** Exercise inputs **
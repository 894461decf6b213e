//! Error types for the application
//!
//! One taxonomy shared by the gateway, workers and the provider adapter.
//! Retry decisions are centralized in [`Error::is_retryable`].

use thiserror::Error;

/// Result type alias using our custom Error type
pub type Result<T> = std::result::Result<T, Error>;

/// Application error types
#[derive(Debug, Error)]
pub enum Error {
    /// Database errors
    #[error("Database error: {0}")]
    Database(#[from] sqlx::Error),

    /// Redis connection or operation error
    #[error("Queue backend error: {0}")]
    Redis(#[from] redis::RedisError),

    /// JSON serialization/deserialization error
    #[error("Serialization error: {0}")]
    Serialization(#[from] serde_json::Error),

    /// Configuration errors
    #[error("Configuration error: {0}")]
    Config(String),

    /// Validation errors (bad request body, bad headers)
    #[error("Validation error: {0}")]
    Validation(String),

    /// Not found errors
    #[error("{entity} not found: {id}")]
    NotFound { entity: String, id: String },

    /// Signature or token verification failed
    #[error("Authentication failed: {0}")]
    Authentication(String),

    /// Upstream 403 that is not a rate limit
    #[error("Permission denied: {0}")]
    Permission(String),

    /// Provider rate limit exhausted; retry after the embedded reset
    #[error("Rate limited until {reset_at}")]
    RateLimited {
        reset_at: chrono::DateTime<chrono::Utc>,
    },

    /// Transient network failure (5xx, timeout, connection reset)
    #[error("Network error: {0}")]
    Network(String),

    /// Short-lived artifact URL expired before the download completed
    #[error("Artifact URL expired: {0}")]
    ArtifactExpired(String),

    /// Artifact exceeds the configured size cap
    #[error("Artifact too large: {size_bytes} bytes (cap {max_bytes})")]
    ArtifactTooLarge { size_bytes: u64, max_bytes: u64 },

    /// Malformed test report
    #[error("Parse error: {0}")]
    Parse(String),

    /// Circuit breaker is open for the upstream target
    #[error("Circuit open for {0}")]
    CircuitOpen(String),

    /// Queue operation error
    #[error("Queue error: {0}")]
    Queue(String),

    /// Internal errors
    #[error("Internal error: {0}")]
    Internal(String),
}

impl Error {
    /// Create a NotFound error
    pub fn not_found(entity: impl Into<String>, id: impl Into<String>) -> Self {
        Self::NotFound {
            entity: entity.into(),
            id: id.into(),
        }
    }

    /// Create a Validation error
    pub fn validation(msg: impl Into<String>) -> Self {
        Self::Validation(msg.into())
    }

    /// Create a Config error
    pub fn config(msg: impl Into<String>) -> Self {
        Self::Config(msg.into())
    }

    /// Create an Authentication error
    pub fn authentication(msg: impl Into<String>) -> Self {
        Self::Authentication(msg.into())
    }

    /// Create a Permission error
    pub fn permission(msg: impl Into<String>) -> Self {
        Self::Permission(msg.into())
    }

    /// Create a Network error
    pub fn network(msg: impl Into<String>) -> Self {
        Self::Network(msg.into())
    }

    /// Create a Parse error
    pub fn parse(msg: impl Into<String>) -> Self {
        Self::Parse(msg.into())
    }

    /// Create a Queue error
    pub fn queue(msg: impl Into<String>) -> Self {
        Self::Queue(msg.into())
    }

    /// Create an Internal error
    pub fn internal(msg: impl Into<String>) -> Self {
        Self::Internal(msg.into())
    }

    /// Check if this error is retryable
    ///
    /// Transient failures (network, rate limit, expired URLs, DB/queue
    /// hiccups) are retryable. Authentication, permission, validation and
    /// parse failures are permanent and must not be retried.
    pub fn is_retryable(&self) -> bool {
        matches!(
            self,
            Error::Database(_)
                | Error::Redis(_)
                | Error::RateLimited { .. }
                | Error::Network(_)
                | Error::ArtifactExpired(_)
                | Error::Queue(_)
        )
    }
}

#[cfg(test)]
mod tests {
    use super::*;

    #[test]
    fn test_retryable_errors() {
        assert!(Error::network("connection reset").is_retryable());
        assert!(Error::queue("redis gone").is_retryable());
        assert!(Error::ArtifactExpired("url lapsed".into()).is_retryable());
        assert!(Error::RateLimited {
            reset_at: chrono::Utc::now()
        }
        .is_retryable());

        assert!(!Error::authentication("bad signature").is_retryable());
        assert!(!Error::permission("403").is_retryable());
        assert!(!Error::validation("missing header").is_retryable());
        assert!(!Error::parse("malformed xml").is_retryable());
        assert!(!Error::CircuitOpen("api.github.com".into()).is_retryable());
        assert!(!Error::ArtifactTooLarge {
            size_bytes: 200,
            max_bytes: 100
        }
        .is_retryable());
    }

    #[test]
    fn test_error_display() {
        let err = Error::not_found("TestCase", "tc-42");
        assert_eq!(err.to_string(), "TestCase not found: tc-42");

        let err = Error::ArtifactTooLarge {
            size_bytes: 200,
            max_bytes: 100,
        };
        assert_eq!(err.to_string(), "Artifact too large: 200 bytes (cap 100)");
    }
}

** Task to carry out **
Determine the number of lines in the listing that contain the string "RateLimited". Write that number and nothing else.

** The completed task **
3